I am trying to find the cube root of a number using Newton's method. I wrote scheme procedures as follows:
(define (cbrt x)
(cbrt-iter 1.0 x))
(define (cbrt-iter guess x)
(if (good-enough? guess x) guess (cbrt-iter (improve guess x) x)))
(define (good-enough? guess x)
(< (- guess (improve guess x)) 0.00001))
(define (improve guess x)
(/ (+ (/ x (* guess guess)) (* 2 guess)) 3))
(cbrt 27)
(cbrt 8)
(cbrt 64)
Actually I am working on Exercise 1.8 of the famous (or may be infamous) book SICP. then I run scheme < cuberoot.scm and got the following result:
MIT/GNU Scheme running under GNU/Linux
Type `^C' (control-C) followed by `H' to obtain information about interrupts.
Copyright (C) 2019 Massachusetts Institute of Technology
This is free software; see the source for copying conditions. There is NO
warranty; not even for MERCHANTABILITY or FITNESS FOR A PARTICULAR PURPOSE.

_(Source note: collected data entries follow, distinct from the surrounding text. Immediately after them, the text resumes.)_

//! Thumbnail options.
//!
//! The record mirrors the option names callers already use, so it can be
//! built in code or parsed from JSON:
//!
//! ```json
//! {
//!   "percentage": 10,          // used only when neither width nor height is set
//!   "width": 320,              // optional
//!   "height": 240,             // optional
//!   "responseType": "buffer",  // or "base64"
//!   "pngOptions": { "force": false, "compressionLevel": 6, "adaptiveFiltering": false }
//! }
//! ```
//!
//! Every key is optional. Unknown top-level keys are rejected to catch typos
//! early; `pngOptions` is an encoder pass-through and ignores keys it does
//! not know.

use crate::error::ThumbError;
use crate::imaging::PngOptions;
use crate::response::ResponseType;
use serde::{Deserialize, Serialize};

/// Share of the original size used when no explicit width or height is given.
pub const DEFAULT_PERCENTAGE: f64 = 10.0;

#[derive(Debug, Clone, PartialEq, Serialize, Deserialize)]
#[serde(default, deny_unknown_fields, rename_all = "camelCase")]
pub struct ThumbOptions {
    /// Percentage of the intrinsic size, applied per axis.
    pub percentage: f64,
    pub width: Option<u32>,
    pub height: Option<u32>,
    pub response_type: ResponseType,
    pub png_options: PngOptions,
}

impl Default for ThumbOptions {
    fn default() -> Self {
        Self {
            percentage: DEFAULT_PERCENTAGE,
            width: None,
            height: None,
            response_type: ResponseType::default(),
            png_options: PngOptions::default(),
        }
    }
}

impl ThumbOptions {
    /// Parse options from JSON, apply defaults and validate.
    pub fn from_json(json: &str) -> Result<Self, ThumbError> {
        let options: Self =
            serde_json::from_str(json).map_err(|e| ThumbError::InvalidOptions(e.to_string()))?;
        options.validate()?;
        Ok(options)
    }

    /// Validate values the encoder cannot accept.
    ///
    /// Percentage, width and height are deliberately left alone: odd values
    /// flow through to the resize step.
    pub fn validate(&self) -> Result<(), ThumbError> {
        if self.png_options.compression_level > 9 {
            return Err(ThumbError::InvalidOptions(
                "pngOptions.compressionLevel must be 0-9".into(),
            ));
        }
        Ok(())
    }

    pub fn with_percentage(mut self, percentage: f64) -> Self {
        self.percentage = percentage;
        self
    }

    pub fn with_width(mut self, width: u32) -> Self {
        self.width = Some(width);
        self
    }

    pub fn with_height(mut self, height: u32) -> Self {
        self.height = Some(height);
        self
    }

    pub fn with_response_type(mut self, response_type: ResponseType) -> Self {
        self.response_type = response_type;
        self
    }

    pub fn with_png_options(mut self, png_options: PngOptions) -> Self {
        self.png_options = png_options;
        self
    }
}
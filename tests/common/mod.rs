//! Shared fixtures for the integration tests.

#![allow(dead_code)]

use image::{DynamicImage, ImageFormat, RgbImage, RgbaImage};
use std::io::Cursor;

/// Route library logs to the test writer; safe to call from every test.
pub fn init_tracing() {
    let _ = tracing_subscriber::fmt()
        .with_env_filter("image_thumb=debug")
        .with_test_writer()
        .try_init();
}

/// A gradient image encoded as `format`.
pub fn encoded_image(width: u32, height: u32, format: ImageFormat) -> Vec<u8> {
    let img = RgbImage::from_fn(width, height, |x, y| {
        image::Rgb([(x % 256) as u8, (y % 256) as u8, 128])
    });
    encode(DynamicImage::ImageRgb8(img), format)
}

pub fn png(width: u32, height: u32) -> Vec<u8> {
    encoded_image(width, height, ImageFormat::Png)
}

/// A single-colour RGBA PNG.
pub fn solid_png(width: u32, height: u32, rgba: [u8; 4]) -> Vec<u8> {
    encode(
        DynamicImage::ImageRgba8(RgbaImage::from_pixel(width, height, image::Rgba(rgba))),
        ImageFormat::Png,
    )
}

fn encode(img: DynamicImage, format: ImageFormat) -> Vec<u8> {
    let mut buf = Vec::new();
    img.write_to(&mut Cursor::new(&mut buf), format).unwrap();
    buf
}

/// Decoded `(width, height)` of encoded bytes.
pub fn dimensions_of(bytes: &[u8]) -> (u32, u32) {
    let img = image::load_from_memory(bytes).unwrap();
    (img.width(), img.height())
}
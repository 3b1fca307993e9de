//! Shapes encoder output into what the caller asked for.

use base64::Engine as _;
use base64::engine::general_purpose::STANDARD;
use serde::{Deserialize, Serialize};

/// Requested result shape.
#[derive(Debug, Clone, Copy, Default, PartialEq, Eq, Serialize, Deserialize)]
#[serde(rename_all = "lowercase")]
pub enum ResponseType {
    #[default]
    Buffer,
    Base64,
}

/// A finished thumbnail.
#[derive(Debug, Clone, PartialEq, Eq)]
pub enum ThumbOutput {
    Buffer(Vec<u8>),
    Base64(String),
}

impl ThumbOutput {
    /// The encoded image bytes, decoding base64 output if necessary.
    pub fn into_bytes(self) -> Result<Vec<u8>, base64::DecodeError> {
        match self {
            Self::Buffer(bytes) => Ok(bytes),
            Self::Base64(text) => STANDARD.decode(text),
        }
    }

    pub fn as_base64(&self) -> Option<&str> {
        match self {
            Self::Base64(text) => Some(text),
            Self::Buffer(_) => None,
        }
    }

    pub fn as_bytes(&self) -> Option<&[u8]> {
        match self {
            Self::Buffer(bytes) => Some(bytes),
            Self::Base64(_) => None,
        }
    }
}

pub fn format(bytes: Vec<u8>, response_type: ResponseType) -> ThumbOutput {
    match response_type {
        ResponseType::Buffer => ThumbOutput::Buffer(bytes),
        ResponseType::Base64 => ThumbOutput::Base64(STANDARD.encode(bytes)),
    }
}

Image saved on Thursday September 5, 2019 at 11:51:46 AM
Release 10.1.10 || Microcode 15.3 || Runtime 15.7 || SF 4.41 || LIAR/x86-64 4.118
1 ]=> (define (cbrt x)
(cbrt-iter 1.0 x))
;Value: cbrt
1 ]=> (define (cbrt-iter guess x)
(if (good-enough? guess x) guess (cbrt-iter (improve guess x) x)))
;Value: cbrt-iter
1 ]=> (define (good-enough? guess x)
(< (- guess (improve guess x)) 0.00001))
;Value: good-enough?
1 ]=> (define (improve guess x)
(/ (+ (/ x (* guess guess)) (* 2 guess)) 3))
;Value: improve
1 ]=> (cbrt 27)
;Value: 1.
1 ]=> (cbrt 8)
;Value: 1.
1 ]=> (cbrt 64)
;Value: 1.
1 ]=>
End of input stream reached.
Post proelium, praemium.
The program is always producing 1. as a result. I also tried adjusting the threshold value in good-enough? procedure from 0.00001 to 0.0001 and so on but that didn't worked.
Please explain what went wrong and how to fix that.
You need to include an (abs ...) in good-enough?, otherwise you don't just see if two values are close enough, but just if one value is greater than another (approximately).
(define (good-enough? guess x)
(< (abs (- guess (improve guess x))) 0.00001))